=== Dataset records ===

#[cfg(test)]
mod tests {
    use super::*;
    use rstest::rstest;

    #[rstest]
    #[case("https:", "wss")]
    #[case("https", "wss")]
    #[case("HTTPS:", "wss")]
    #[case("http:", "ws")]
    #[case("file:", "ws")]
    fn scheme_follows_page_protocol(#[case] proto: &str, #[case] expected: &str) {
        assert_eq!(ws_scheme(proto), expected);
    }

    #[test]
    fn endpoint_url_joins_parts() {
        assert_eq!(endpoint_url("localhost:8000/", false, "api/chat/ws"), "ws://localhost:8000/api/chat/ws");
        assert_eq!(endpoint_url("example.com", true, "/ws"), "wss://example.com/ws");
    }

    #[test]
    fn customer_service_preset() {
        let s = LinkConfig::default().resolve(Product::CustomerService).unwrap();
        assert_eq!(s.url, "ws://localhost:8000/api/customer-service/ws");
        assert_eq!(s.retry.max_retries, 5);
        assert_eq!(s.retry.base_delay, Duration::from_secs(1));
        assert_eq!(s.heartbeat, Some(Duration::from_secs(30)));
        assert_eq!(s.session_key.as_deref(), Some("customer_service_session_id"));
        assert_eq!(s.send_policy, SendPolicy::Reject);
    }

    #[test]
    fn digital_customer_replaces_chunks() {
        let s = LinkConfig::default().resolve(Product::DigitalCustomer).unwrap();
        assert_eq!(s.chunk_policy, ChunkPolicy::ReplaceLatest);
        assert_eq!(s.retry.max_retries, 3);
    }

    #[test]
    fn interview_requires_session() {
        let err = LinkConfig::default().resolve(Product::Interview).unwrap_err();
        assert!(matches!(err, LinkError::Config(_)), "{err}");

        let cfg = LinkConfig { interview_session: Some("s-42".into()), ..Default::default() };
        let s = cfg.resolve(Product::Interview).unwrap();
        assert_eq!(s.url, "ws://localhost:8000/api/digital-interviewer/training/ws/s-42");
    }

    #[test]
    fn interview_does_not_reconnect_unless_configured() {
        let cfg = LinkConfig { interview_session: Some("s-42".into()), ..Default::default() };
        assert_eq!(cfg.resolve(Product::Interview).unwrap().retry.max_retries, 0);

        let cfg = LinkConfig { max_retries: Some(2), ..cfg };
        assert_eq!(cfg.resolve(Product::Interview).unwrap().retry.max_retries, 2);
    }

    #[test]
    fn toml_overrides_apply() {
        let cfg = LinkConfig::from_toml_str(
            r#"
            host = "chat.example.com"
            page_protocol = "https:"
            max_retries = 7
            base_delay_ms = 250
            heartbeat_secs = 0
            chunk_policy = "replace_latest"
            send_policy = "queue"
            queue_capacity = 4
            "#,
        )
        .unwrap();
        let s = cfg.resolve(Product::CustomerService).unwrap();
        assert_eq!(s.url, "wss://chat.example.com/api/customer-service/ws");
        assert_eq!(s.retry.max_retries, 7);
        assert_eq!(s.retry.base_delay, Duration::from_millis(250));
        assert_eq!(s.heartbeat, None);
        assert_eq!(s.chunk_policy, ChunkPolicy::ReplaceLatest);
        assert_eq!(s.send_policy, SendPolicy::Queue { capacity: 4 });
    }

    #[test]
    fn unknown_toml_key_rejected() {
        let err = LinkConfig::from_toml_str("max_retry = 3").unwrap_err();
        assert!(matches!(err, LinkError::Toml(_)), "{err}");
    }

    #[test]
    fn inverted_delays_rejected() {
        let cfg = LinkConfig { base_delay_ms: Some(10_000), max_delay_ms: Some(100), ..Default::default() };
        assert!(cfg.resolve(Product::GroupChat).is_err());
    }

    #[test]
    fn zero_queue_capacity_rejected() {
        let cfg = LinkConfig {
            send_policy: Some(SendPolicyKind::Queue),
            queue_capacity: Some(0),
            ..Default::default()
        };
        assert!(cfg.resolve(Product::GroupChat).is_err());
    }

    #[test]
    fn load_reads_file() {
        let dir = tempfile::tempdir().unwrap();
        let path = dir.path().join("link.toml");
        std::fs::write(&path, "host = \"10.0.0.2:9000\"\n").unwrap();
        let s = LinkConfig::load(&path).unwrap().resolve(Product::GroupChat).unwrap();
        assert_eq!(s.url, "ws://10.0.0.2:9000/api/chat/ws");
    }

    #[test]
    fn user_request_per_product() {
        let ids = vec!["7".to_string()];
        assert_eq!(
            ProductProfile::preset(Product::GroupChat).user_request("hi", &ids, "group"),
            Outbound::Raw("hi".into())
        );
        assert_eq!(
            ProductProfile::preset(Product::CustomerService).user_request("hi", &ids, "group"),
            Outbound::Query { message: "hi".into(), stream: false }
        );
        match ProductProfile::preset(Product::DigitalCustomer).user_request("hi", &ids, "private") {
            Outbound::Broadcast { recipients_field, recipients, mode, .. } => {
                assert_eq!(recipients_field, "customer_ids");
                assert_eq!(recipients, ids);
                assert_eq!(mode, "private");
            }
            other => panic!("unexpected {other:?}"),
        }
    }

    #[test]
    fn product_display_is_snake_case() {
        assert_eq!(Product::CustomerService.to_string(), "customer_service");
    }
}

=== What this task involves ===
Restate the entries above word for word.

=== Solution to the problem ===
#[cfg(test)]
mod tests {
    use super::*;
    use rstest::rstest;

    #[rstest]
    #[case("https:", "wss")]
    #[case("https", "wss")]
    #[case("HTTPS:", "wss")]
    #[case("http:", "ws")]
    #[case("file:", "ws")]
    fn scheme_follows_page_protocol(#[case] proto: &str, #[case] expected: &str) {
        assert_eq!(ws_scheme(proto), expected);
    }

    #[test]
    fn endpoint_url_joins_parts() {
        assert_eq!(endpoint_url("localhost:8000/", false, "api/chat/ws"), "ws://localhost:8000/api/chat/ws");
        assert_eq!(endpoint_url("example.com", true, "/ws"), "wss://example.com/ws");
    }

    #[test]
    fn customer_service_preset() {
        let s = LinkConfig::default().resolve(Product::CustomerService).unwrap();
        assert_eq!(s.url, "ws://localhost:8000/api/customer-service/ws");
        assert_eq!(s.retry.max_retries, 5);
        assert_eq!(s.retry.base_delay, Duration::from_secs(1));
        assert_eq!(s.heartbeat, Some(Duration::from_secs(30)));
        assert_eq!(s.session_key.as_deref(), Some("customer_service_session_id"));
        assert_eq!(s.send_policy, SendPolicy::Reject);
    }

    #[test]
    fn digital_customer_replaces_chunks() {
        let s = LinkConfig::default().resolve(Product::DigitalCustomer).unwrap();
        assert_eq!(s.chunk_policy, ChunkPolicy::ReplaceLatest);
        assert_eq!(s.retry.max_retries, 3);
    }

    #[test]
    fn interview_requires_session() {
        let err = LinkConfig::default().resolve(Product::Interview).unwrap_err();
        assert!(matches!(err, LinkError::Config(_)), "{err}");

        let cfg = LinkConfig { interview_session: Some("s-42".into()), ..Default::default() };
        let s = cfg.resolve(Product::Interview).unwrap();
        assert_eq!(s.url, "ws://localhost:8000/api/digital-interviewer/training/ws/s-42");
    }

    #[test]
    fn interview_does_not_reconnect_unless_configured() {
        let cfg = LinkConfig { interview_session: Some("s-42".into()), ..Default::default() };
        assert_eq!(cfg.resolve(Product::Interview).unwrap().retry.max_retries, 0);

        let cfg = LinkConfig { max_retries: Some(2), ..cfg };
        assert_eq!(cfg.resolve(Product::Interview).unwrap().retry.max_retries, 2);
    }

    #[test]
    fn toml_overrides_apply() {
        let cfg = LinkConfig::from_toml_str(
            r#"
            host = "chat.example.com"
            page_protocol = "https:"
            max_retries = 7
            base_delay_ms = 250
            heartbeat_secs = 0
            chunk_policy = "replace_latest"
            send_policy = "queue"
            queue_capacity = 4
            "#,
        )
        .unwrap();
        let s = cfg.resolve(Product::CustomerService).unwrap();
        assert_eq!(s.url, "wss://chat.example.com/api/customer-service/ws");
        assert_eq!(s.retry.max_retries, 7);
        assert_eq!(s.retry.base_delay, Duration::from_millis(250));
        assert_eq!(s.heartbeat, None);
        assert_eq!(s.chunk_policy, ChunkPolicy::ReplaceLatest);
        assert_eq!(s.send_policy, SendPolicy::Queue { capacity: 4 });
    }

    #[test]
    fn unknown_toml_key_rejected() {
        let err = LinkConfig::from_toml_str("max_retry = 3").unwrap_err();
        assert!(matches!(err, LinkError::Toml(_)), "{err}");
    }

    #[test]
    fn inverted_delays_rejected() {
        let cfg = LinkConfig { base_delay_ms: Some(10_000), max_delay_ms: Some(100), ..Default::default() };
        assert!(cfg.resolve(Product::GroupChat).is_err());
    }

    #[test]
    fn zero_queue_capacity_rejected() {
        let cfg = LinkConfig {
            send_policy: Some(SendPolicyKind::Queue),
            queue_capacity: Some(0),
            ..Default::default()
        };
        assert!(cfg.resolve(Product::GroupChat).is_err());
    }

    #[test]
    fn load_reads_file() {
        let dir = tempfile::tempdir().unwrap();
        let path = dir.path().join("link.toml");
        std::fs::write(&path, "host = \"10.0.0.2:9000\"\n").unwrap();
        let s = LinkConfig::load(&path).unwrap().resolve(Product::GroupChat).unwrap();
        assert_eq!(s.url, "ws://10.0.0.2:9000/api/chat/ws");
    }

    #[test]
    fn user_request_per_product() {
        let ids = vec!["7".to_string()];
        assert_eq!(
            ProductProfile::preset(Product::GroupChat).user_request("hi", &ids, "group"),
            Outbound::Raw("hi".into())
        );
        assert_eq!(
            ProductProfile::preset(Product::CustomerService).user_request("hi", &ids, "group"),
            Outbound::Query { message: "hi".into(), stream: false }
        );
        match ProductProfile::preset(Product::DigitalCustomer).user_request("hi", &ids, "private") {
            Outbound::Broadcast { recipients_field, recipients, mode, .. } => {
                assert_eq!(recipients_field, "customer_ids");
                assert_eq!(recipients, ids);
                assert_eq!(mode, "private");
            }
            other => panic!("unexpected {other:?}"),
        }
    }

    #[test]
    fn product_display_is_snake_case() {
        assert_eq!(Product::CustomerService.to_string(), "customer_service");
    }
}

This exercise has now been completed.